Ook zijn de criteria voor toewijzing dermate stringent, dat afwijzing in de rede ligt. In de praktijk is het zelfs zo dat een rechter die eerder al een medeverdachte heeft veroordeeld, onpartijdig wordt geacht in het strafproces tegen de kompaan van de veroordeelde. En rechters die al over de voorlopige hechtenis hebben beslist, kunnen met een gerust hart op de zitting de zaak opnieuw behandelen. Zoiets zal maatschappelijk gezien steeds meer vragen oproepen en naar mijn mening op den duur onhoudbaar zijn.
Om nog maar niet te spreken van de talrijke zaken waarin een van de rechters in een vorig leven advocaat of – nog erger – officier van justitie is geweest. Zo’n rechter is besmet, hoe je het wendt of keert. De rechtbank in Groningen heeft S. Tempel op de payroll staan. Een beminnelijk mens, daar niet van, en een redelijk jurist.

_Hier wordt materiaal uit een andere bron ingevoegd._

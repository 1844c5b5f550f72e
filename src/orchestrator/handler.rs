//! Message dispatch and request handling.
//!
//! Pure logic — no I/O. Each request takes a mutable reference to
//! [`RelayState`] and produces a response message plus the side
//! effects the orchestrator loop must carry out (surface launches,
//! unsolicited deliveries, surface teardown).

use crate::ipc::protocol::{Message, PROTOCOL_VERSION, Role, Status};
use crate::orchestrator::session::{
    ConnectionId, HelperHandle, OriginContext, RelayState, Teardown,
};
use crate::payload::ClipboardPayload;

/// Failure reason surfaced when the helper closed without producing a
/// payload through explicit user cancellation. Interceptors treat it
/// as a silent non-result rather than an error worth a notice.
pub const REASON_HELPER_CLOSED: &str = "helper_closed";

/// Generic "nothing usable" reason.
pub const REASON_NO_DATA: &str = "no_data";

/// A side effect the orchestrator loop must execute after dispatch.
#[derive(Debug)]
pub enum Effect {
    /// Launch a clipboard access surface for the new session.
    Launch { helper: HelperHandle },
    /// Send an unsolicited message to a connection.
    Deliver {
        target: ConnectionId,
        message: Message,
    },
    /// Tear down the helper surface. Always safe; close errors are
    /// swallowed by the launcher.
    CloseSurface { helper: HelperHandle },
}

/// Dispatch a request message.
///
/// Returns `(response, effects)`. The loop sends the response back to
/// the requesting connection and then executes the effects in order.
pub fn handle_message(
    state: &mut RelayState,
    request: Message,
    conn: ConnectionId,
) -> (Message, Vec<Effect>) {
    match request {
        Message::Hello { id, version, role } => (handle_hello(state, id, version, role, conn), vec![]),

        Message::OpenHelper { id, frame } => {
            if !has_role(state, conn, Role::Page) {
                return (error_response(id, "unknown_type"), vec![]);
            }
            handle_open_helper(state, id, OriginContext { page: conn, frame })
        }

        Message::ClipboardResult { id, payload, error } => {
            if !has_role(state, conn, Role::Surface) {
                return (error_response(id, "unknown_type"), vec![]);
            }
            handle_clipboard_result(state, id, conn, payload, error)
        }

        Message::CloseHelper { id } => handle_close_helper(state, id),

        Message::SavePreference { id, site, enabled } => {
            state.prefs().set(&site, enabled);
            (ok_response(id), vec![])
        }
        Message::GetPreference { id, site } => {
            let enabled = state.prefs().get(&site);
            (
                Message::Response {
                    id,
                    status: Status::Ok,
                    error: None,
                    enabled: Some(enabled),
                    existed: None,
                },
                vec![],
            )
        }
        Message::ClearPreference { id, site } => {
            let existed = state.prefs().clear(&site);
            (
                Message::Response {
                    id,
                    status: Status::Ok,
                    error: None,
                    enabled: None,
                    existed: Some(existed),
                },
                vec![],
            )
        }

        // Orchestrator-originated messages are never valid requests.
        Message::HelloAck { id, .. }
        | Message::HelperOpened { id, .. }
        | Message::PayloadDelivery { id, .. }
        | Message::DeliveryFailed { id, .. }
        | Message::Response { id, .. } => (error_response(id, "unknown_type"), vec![]),
    }
}

// -- Individual handlers --

fn handle_hello(
    state: &mut RelayState,
    id: u32,
    version: u32,
    role: Role,
    conn: ConnectionId,
) -> Message {
    if id != 0 {
        return hello_ack_error("invalid_hello_id");
    }
    if version != PROTOCOL_VERSION {
        return hello_ack_error("version_mismatch");
    }
    if role == Role::Surface {
        // A surface handshake is the `helperCreated` edge of the
        // session state machine. One showing up with no session
        // awaiting it is rejected outright.
        if let Err(reason) = state.bind_surface(conn) {
            tracing::warn!(?conn, "surface connected with no session awaiting it");
            return hello_ack_error(reason);
        }
    }
    state.add_connection(conn, role);
    Message::HelloAck {
        id: 0,
        status: Status::Ok,
        error: None,
    }
}

fn handle_open_helper(
    state: &mut RelayState,
    id: u32,
    origin: OriginContext,
) -> (Message, Vec<Effect>) {
    match state.open_session(origin) {
        Ok(helper) => (
            Message::HelperOpened {
                id,
                status: Status::Ok,
                error: None,
            },
            vec![Effect::Launch { helper }],
        ),
        Err(reason) => (
            Message::HelperOpened {
                id,
                status: Status::Error,
                error: Some(reason.into()),
            },
            vec![],
        ),
    }
}

fn handle_clipboard_result(
    state: &mut RelayState,
    id: u32,
    conn: ConnectionId,
    payload: Option<ClipboardPayload>,
    error: Option<String>,
) -> (Message, Vec<Effect>) {
    let origin = match state.accept_result(conn) {
        Ok(origin) => origin,
        Err(reason) => {
            // Out-of-phase result: log and discard.
            tracing::warn!(?conn, reason, "discarding clipboard result");
            return (error_response(id, reason), vec![]);
        }
    };

    let delivery = match payload {
        Some(payload) => Message::PayloadDelivery {
            id: 0,
            frame: origin.frame.clone(),
            payload,
        },
        None => Message::DeliveryFailed {
            id: 0,
            frame: origin.frame.clone(),
            reason: error.unwrap_or_else(|| REASON_NO_DATA.into()),
        },
    };

    let mut effects = vec![Effect::Deliver {
        target: origin.page,
        message: delivery,
    }];
    // The result was delivered, so teardown owes no further notice.
    if let Some(Teardown { helper, .. }) = state.begin_teardown() {
        effects.push(Effect::CloseSurface { helper });
    }
    (ok_response(id), effects)
}

fn handle_close_helper(state: &mut RelayState, id: u32) -> (Message, Vec<Effect>) {
    let effects = teardown_effects(state.begin_teardown(), REASON_HELPER_CLOSED);
    (ok_response(id), effects)
}

/// Effects for an ended session: close the surface and, if the origin
/// never got a result, tell it why.
pub fn teardown_effects(teardown: Option<Teardown>, reason: &str) -> Vec<Effect> {
    let Some(Teardown { helper, notify }) = teardown else {
        return vec![];
    };
    let mut effects = vec![Effect::CloseSurface { helper }];
    if let Some(origin) = notify {
        effects.push(Effect::Deliver {
            target: origin.page,
            message: Message::DeliveryFailed {
                id: 0,
                frame: origin.frame,
                reason: reason.into(),
            },
        });
    }
    effects
}

// -- Helpers --

fn has_role(state: &RelayState, conn: ConnectionId, role: Role) -> bool {
    state.connection_role(conn) == Some(role)
}

fn hello_ack_error(reason: &str) -> Message {
    Message::HelloAck {
        id: 0,
        status: Status::Error,
        error: Some(reason.into()),
    }
}

fn ok_response(id: u32) -> Message {
    Message::Response {
        id,
        status: Status::Ok,
        error: None,
        enabled: None,
        existed: None,
    }
}

fn error_response(id: u32, reason: &str) -> Message {
    Message::Response {
        id,
        status: Status::Error,
        error: Some(reason.into()),
        enabled: None,
        existed: None,
    }
}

Maar Tempel is gepokt en gemazeld binnen het OM en door die cultuur volkomen doordrenkt. En kom mij dan niet aan met het verhaal dat het Openbaar Ministerie ook tot de Rechterlijke Macht behoort en dus onafhankelijk is. Een ieder weldenkend mens zet op zijn minst vraagtekens bij.
Na verloop van zijn ambtstermijn zie ik mr. Brouwer, voorzitter van het College van Procureurs-Generaal, weer rustig als rechter fungeren. De advocaat die in een strafzaak het Openbaar Ministerie over de hekel haalt, kan zijn pleidooi bij voorbaat al in de prullenmand deponeren.
Het gezag van de rechter is steeds minder vanzelfsprekend geworden. En het aantal wrakingverzoeken zal ongetwijfeld alleen maar toenemen. Daar is, zoals gezegd, ook alle aanleiding voor. Een herziening van de procedure is een aanzet tot verbetering. Niet meer dan dat.
Belangrijker is dat wordt vermeden dat de verschillende functies van hoofdrolspelers in het strafproces door elkaar heen gaan lopen, zoals nu maar al te vaak het geval is. Misschien moeten advocaten de schroom meer van zich afwerpen en de wraking gebruiken als instrument om ook in de hierboven geschetste gevallen een onpartijdige behandeling af te dwingen.
Wicher Wedzinga is strafrechtspecialist.